Stored data entries:
********

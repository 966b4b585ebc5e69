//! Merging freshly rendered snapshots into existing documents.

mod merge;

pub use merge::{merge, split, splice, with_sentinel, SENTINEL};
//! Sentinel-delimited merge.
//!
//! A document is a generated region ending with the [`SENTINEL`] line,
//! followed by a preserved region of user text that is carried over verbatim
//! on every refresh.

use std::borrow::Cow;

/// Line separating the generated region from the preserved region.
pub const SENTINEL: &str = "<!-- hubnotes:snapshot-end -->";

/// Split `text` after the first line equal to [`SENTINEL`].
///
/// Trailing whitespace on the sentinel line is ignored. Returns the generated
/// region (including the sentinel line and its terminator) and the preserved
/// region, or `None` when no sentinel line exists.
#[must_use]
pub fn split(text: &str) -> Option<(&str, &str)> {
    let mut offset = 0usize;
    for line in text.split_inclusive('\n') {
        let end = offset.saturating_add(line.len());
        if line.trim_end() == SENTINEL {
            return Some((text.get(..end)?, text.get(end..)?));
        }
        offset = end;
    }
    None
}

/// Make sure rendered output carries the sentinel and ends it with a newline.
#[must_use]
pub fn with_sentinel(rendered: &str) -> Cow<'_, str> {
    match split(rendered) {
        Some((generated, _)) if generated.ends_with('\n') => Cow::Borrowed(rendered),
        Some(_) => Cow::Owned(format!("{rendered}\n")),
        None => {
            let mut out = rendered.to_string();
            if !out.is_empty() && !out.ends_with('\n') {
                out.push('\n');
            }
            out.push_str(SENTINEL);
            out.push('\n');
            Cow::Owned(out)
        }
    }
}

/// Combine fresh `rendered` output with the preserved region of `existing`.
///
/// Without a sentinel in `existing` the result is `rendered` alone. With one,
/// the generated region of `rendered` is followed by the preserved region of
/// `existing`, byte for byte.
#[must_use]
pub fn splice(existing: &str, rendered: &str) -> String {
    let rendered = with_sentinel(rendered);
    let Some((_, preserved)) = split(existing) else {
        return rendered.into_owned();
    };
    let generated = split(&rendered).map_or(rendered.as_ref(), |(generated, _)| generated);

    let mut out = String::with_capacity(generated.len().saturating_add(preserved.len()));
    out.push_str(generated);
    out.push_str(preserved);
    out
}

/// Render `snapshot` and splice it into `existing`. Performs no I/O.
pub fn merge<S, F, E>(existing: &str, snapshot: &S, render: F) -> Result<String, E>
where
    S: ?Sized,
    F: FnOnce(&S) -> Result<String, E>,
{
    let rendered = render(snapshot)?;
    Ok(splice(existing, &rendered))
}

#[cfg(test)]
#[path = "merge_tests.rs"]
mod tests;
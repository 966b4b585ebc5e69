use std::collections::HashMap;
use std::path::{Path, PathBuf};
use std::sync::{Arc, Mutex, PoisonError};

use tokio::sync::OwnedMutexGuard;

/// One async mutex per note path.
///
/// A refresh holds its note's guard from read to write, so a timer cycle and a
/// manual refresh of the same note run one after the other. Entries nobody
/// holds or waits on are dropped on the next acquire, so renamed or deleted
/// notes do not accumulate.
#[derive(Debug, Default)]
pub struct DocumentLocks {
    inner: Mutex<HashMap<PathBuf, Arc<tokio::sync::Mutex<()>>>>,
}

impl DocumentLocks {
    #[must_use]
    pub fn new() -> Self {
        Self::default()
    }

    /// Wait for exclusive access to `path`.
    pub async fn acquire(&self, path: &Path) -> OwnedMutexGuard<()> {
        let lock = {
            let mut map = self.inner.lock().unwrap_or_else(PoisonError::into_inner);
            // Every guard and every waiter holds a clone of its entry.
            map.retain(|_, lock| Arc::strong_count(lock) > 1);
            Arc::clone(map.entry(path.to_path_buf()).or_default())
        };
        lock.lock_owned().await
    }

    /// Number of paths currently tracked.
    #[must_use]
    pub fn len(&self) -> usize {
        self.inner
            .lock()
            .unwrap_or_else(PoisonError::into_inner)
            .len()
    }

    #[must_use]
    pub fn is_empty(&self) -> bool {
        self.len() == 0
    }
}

********

* Task directions *
Go through the records and set every one down exactly.

* Task result *
repository 966b4b585ebc5e69
//! Merging freshly rendered snapshots into existing documents.

mod merge;

pub use merge::{merge, split, splice, with_sentinel, SENTINEL};
//! Sentinel-delimited merge.
//!
//! A document is a generated region ending with the [`SENTINEL`] line,
//! followed by a preserved region of user text that is carried over verbatim
//! on every refresh.

use std::borrow::Cow;

/// Line separating the generated region from the preserved region.
pub const SENTINEL: &str = "<!-- hubnotes:snapshot-end -->";

/// Split `text` after the first line equal to [`SENTINEL`].
///
/// Trailing whitespace on the sentinel line is ignored. Returns the generated
/// region (including the sentinel line and its terminator) and the preserved
/// region, or `None` when no sentinel line exists.
#[must_use]
pub fn split(text: &str) -> Option<(&str, &str)> {
    let mut offset = 0usize;
    for line in text.split_inclusive('\n') {
        let end = offset.saturating_add(line.len());
        if line.trim_end() == SENTINEL {
            return Some((text.get(..end)?, text.get(end..)?));
        }
        offset = end;
    }
    None
}

/// Make sure rendered output carries the sentinel and ends it with a newline.
#[must_use]
pub fn with_sentinel(rendered: &str) -> Cow<'_, str> {
    match split(rendered) {
        Some((generated, _)) if generated.ends_with('\n') => Cow::Borrowed(rendered),
        Some(_) => Cow::Owned(format!("{rendered}\n")),
        None => {
            let mut out = rendered.to_string();
            if !out.is_empty() && !out.ends_with('\n') {
                out.push('\n');
            }
            out.push_str(SENTINEL);
            out.push('\n');
            Cow::Owned(out)
        }
    }
}

/// Combine fresh `rendered` output with the preserved region of `existing`.
///
/// Without a sentinel in `existing` the result is `rendered` alone. With one,
/// the generated region of `rendered` is followed by the preserved region of
/// `existing`, byte for byte.
#[must_use]
pub fn splice(existing: &str, rendered: &str) -> String {
    let rendered = with_sentinel(rendered);
    let Some((_, preserved)) = split(existing) else {
        return rendered.into_owned();
    };
    let generated = split(&rendered).map_or(rendered.as_ref(), |(generated, _)| generated);

    let mut out = String::with_capacity(generated.len().saturating_add(preserved.len()));
    out.push_str(generated);
    out.push_str(preserved);
    out
}

/// Render `snapshot` and splice it into `existing`. Performs no I/O.
pub fn merge<S, F, E>(existing: &str, snapshot: &S, render: F) -> Result<String, E>
where
    S: ?Sized,
    F: FnOnce(&S) -> Result<String, E>,
{
    let rendered = render(snapshot)?;
    Ok(splice(existing, &rendered))
}

#[cfg(test)]
#[path = "merge_tests.rs"]
mod tests;
repository 966b4b585ebc5e69
use std::collections::HashMap;
use std::path::{Path, PathBuf};
use std::sync::{Arc, Mutex, PoisonError};

use tokio::sync::OwnedMutexGuard;

/// One async mutex per note path.
///
/// A refresh holds its note's guard from read to write, so a timer cycle and a
/// manual refresh of the same note run one after the other. Entries nobody
/// holds or waits on are dropped on the next acquire, so renamed or deleted
/// notes do not accumulate.
#[derive(Debug, Default)]
pub struct DocumentLocks {
    inner: Mutex<HashMap<PathBuf, Arc<tokio::sync::Mutex<()>>>>,
}

impl DocumentLocks {
    #[must_use]
    pub fn new() -> Self {
        Self::default()
    }

    /// Wait for exclusive access to `path`.
    pub async fn acquire(&self, path: &Path) -> OwnedMutexGuard<()> {
        let lock = {
            let mut map = self.inner.lock().unwrap_or_else(PoisonError::into_inner);
            // Every guard and every waiter holds a clone of its entry.
            map.retain(|_, lock| Arc::strong_count(lock) > 1);
            Arc::clone(map.entry(path.to_path_buf()).or_default())
        };
        lock.lock_owned().await
    }

    /// Number of paths currently tracked.
    #[must_use]
    pub fn len(&self) -> usize {
        self.inner
            .lock()
            .unwrap_or_else(PoisonError::into_inner)
            .len()
    }

    #[must_use]
    pub fn is_empty(&self) -> bool {
        self.len() == 0
    }
}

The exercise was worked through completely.